St. Louis area gets ready for COVID-19 vaccine rollout for kids younger than 5
ST. LOUIS, Mo. (KMOV) - The St. Louis Metro is set to reach a major milestone in the fight against COVID-19, as children six months and older will soon be able to get vaccinated against the virus.
Some places across the country are set to begin administering those vaccines as early as Tuesday.
“We know there have been over 400 deaths in this age group, so it has impacted them, it has impacted them significantly even though it’s much less than what we’ve seen in other age groups. Number two, they can suffer from being in the hospital and having complications,” said Jason Newland, Washington University Pediatric Infectious Disease Specialist. “And, number three, and potentially most importantly, is that all of these kids have loved ones, and these loved ones are likely in high-risk groups.”
Pharmacy chains like Walgreens and CVS are already making their appointments available online for families to get their younger children vaccinated.
A CVS spokesperson sent the following about their vaccination process:
We’ll begin administering the Pfizer-BioNTech COVID-19 vaccine for eligible children 18 months through 4 years of age at our 1,100 MinuteClinic locations starting on Tuesday (6/21). Appointments will be made available at MinuteClinic.com on a rolling basis as locations receive supply. Our MinuteClinic clinicians, comprised of board-certified Family Nurse Practitioners, Physician Associates, and Nurses, have significant experience providing vaccinations to a younger population as well as private exam rooms, which will make the process easier for kids, parents, and guardians.
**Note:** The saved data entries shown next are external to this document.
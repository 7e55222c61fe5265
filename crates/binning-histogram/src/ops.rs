//! Read-only traversal and queries over a binning

use std::fmt;
use std::iter::FusedIterator;

use binning_core::BinFloat;

use crate::binning::Binning;
use crate::traits::{Combine, Rank};
use crate::types::{Bin, BinId};

/// Iterator over live bins following one of the two linked orders
pub struct Iter<'a, F: BinFloat> {
    bins: &'a [Bin<F>],
    cursor: Option<usize>,
    generation: u64,
    step: fn(&Bin<F>) -> Option<usize>,
}

impl<'a, F: BinFloat> Iterator for Iter<'a, F> {
    type Item = (BinId, &'a Bin<F>);

    fn next(&mut self) -> Option<Self::Item> {
        let index = self.cursor?;
        let bin = &self.bins[index];
        self.cursor = (self.step)(bin);
        Some((BinId::new(index, self.generation), bin))
    }
}

impl<F: BinFloat> FusedIterator for Iter<'_, F> {}

impl<F, C, R> Binning<F, C, R>
where
    F: BinFloat,
    C: Combine<F>,
    R: Rank<F>,
{
    /// Live bins from left to right
    pub fn iter(&self) -> Iter<'_, F> {
        Iter {
            bins: &self.bins,
            cursor: Some(self.first),
            generation: self.generation,
            step: |bin| bin.next,
        }
    }

    /// Live bins from lowest to highest rank
    pub fn iter_ranked(&self) -> Iter<'_, F> {
        Iter {
            bins: &self.bins,
            cursor: Some(self.smallest),
            generation: self.generation,
            step: |bin| bin.larger,
        }
    }

    /// Get bin edges (including rightmost edge)
    pub fn edges(&self) -> Vec<F> {
        let mut edges: Vec<F> = self.iter().map(|(_, bin)| bin.lower()).collect();
        edges.push(self.bins[self.last].upper());
        edges
    }

    /// Get bin values in positional order
    pub fn values(&self) -> Vec<F> {
        self.iter().map(|(_, bin)| bin.y()).collect()
    }

    /// Axis span `(lower, upper)` covered by the live bins
    pub fn span(&self) -> (F, F) {
        (self.bins[self.first].lower(), self.bins[self.last].upper())
    }

    /// Find the bin containing a value
    ///
    /// The final bin also claims its right edge, so every point of the
    /// closed span resolves to a bin.
    pub fn find(&self, value: F) -> Option<BinId> {
        let last = &self.bins[self.last];
        if value == last.upper() {
            return Some(self.last());
        }
        self.iter()
            .find(|(_, bin)| bin.contains(value))
            .map(|(id, _)| id)
    }
}

impl<F, C, R> fmt::Display for Binning<F, C, R>
where
    F: BinFloat,
    C: Combine<F>,
    R: Rank<F>,
{
    fn fmt(&self, f: &mut fmt::Formatter<'_>) -> fmt::Result {
        for (_, bin) in self.iter() {
            writeln!(f, "{bin}")?;
        }
        Ok(())
    }
}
Walgreens has appointments available online at select locations across the country starting June 25.
Right now, St. Louis City and County Health Departments are still waiting on resources to begin administering the vaccine.
A spokesperson for the city said in part, “We know many parents and guardians have long waited to vaccinate their children and are eager to protect them from COVID-19. The Department of Health wants to ensure this young population receives the vaccine in the safest and most supportive environment. To do this, the department will work with community partners to provide additional information soon on where parents and guardians can receive a vaccine for their child(ren).”
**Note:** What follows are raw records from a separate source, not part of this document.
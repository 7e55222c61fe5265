//! Smart binning: adaptive interval binning toolkit
//!
//! Re-exports the workspace crates under one roof: the error type, numeric
//! bound and log-domain helpers from `binning-core`, and the dual-ordered
//! [`Binning`] with its strategies from `binning-histogram`.
//!
//! # Example
//!
//! ```rust
//! use smart_binning::{Additive, Binning, BySize};
//!
//! let x = [-100.0, -99.0, 1.0, 2.0, 3.0, 6.0, 8.0, 19.0, 21.0, 120.0, 300.0, 350.0, 355.0, 380.0];
//! let y: Vec<f64> = (1..=13).map(f64::from).collect();
//!
//! let mut binning = Binning::new(&x, &y, Additive, BySize).unwrap();
//! binning.filter_bins(5).unwrap();
//!
//! assert_eq!(binning.len(), 5);
//! assert_eq!(binning.span(), (-100.0, 380.0));
//! ```

pub use binning_core::{math, BinFloat, Error, Result};
pub use binning_histogram::{
    bin_less_size, bin_less_y, bin_log_sum, bin_sum, count_binning, log_binning, Additive, Bin,
    BinId, Binning, BinningBuilder, ByValue, BySize, Combine, Iter, LogAdditive, Rank, Snapshot,
};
Mercy says they will begin administering vaccines to children between six months and 4-years-old this week.
BJC has a list of appointments available for children under five on their website: https://vaccinate.bjc.org/schedule.
“The child dose is 1/4 of the adult dose. So, we dialed it down to this young age group so that we know it works. We get the same response with their immune systems, and it’s safe,” said Newland. “If you’ve had a child of this age group that’s been infected with COVID-19 in the last two to three months, I think it’s okay to wait three months after their infection to get their vaccine. So, that’s the only reason I would wait.”
Some parents in the Metro have been patiently waiting for this day to come.
“We’ve been having parents calling saying, ‘Hey are we ready yet? Are we ready yet? How about now?’ for months. So, there is definitely going to be a subset of parents who are very excited and want to do everything they can to protect their kids,” said Jon Lakamp, Mercy’s Chief Pharmacy Officer.
However, health experts say there is still a chance some parents in the region will be cautious about getting their young children vaccinated. That is where they say talking to your location pediatrician could help quell initial concerns.
“I think having that discussion with someone they trust, with their pediatrician, someone that they have that relationship with, is really going to be an important piece of the decision for parents to get their kids vaccinated and help protect them.,” said Lakamp.
Newland and Lakamp stress that this vaccine is safe for kids to take if families choose to get it. They also say women who got vaccinated while pregnant should also consider getting their child vaccinated after they are 6-months-old because they will have lost some immunity from the vaccine the mother received.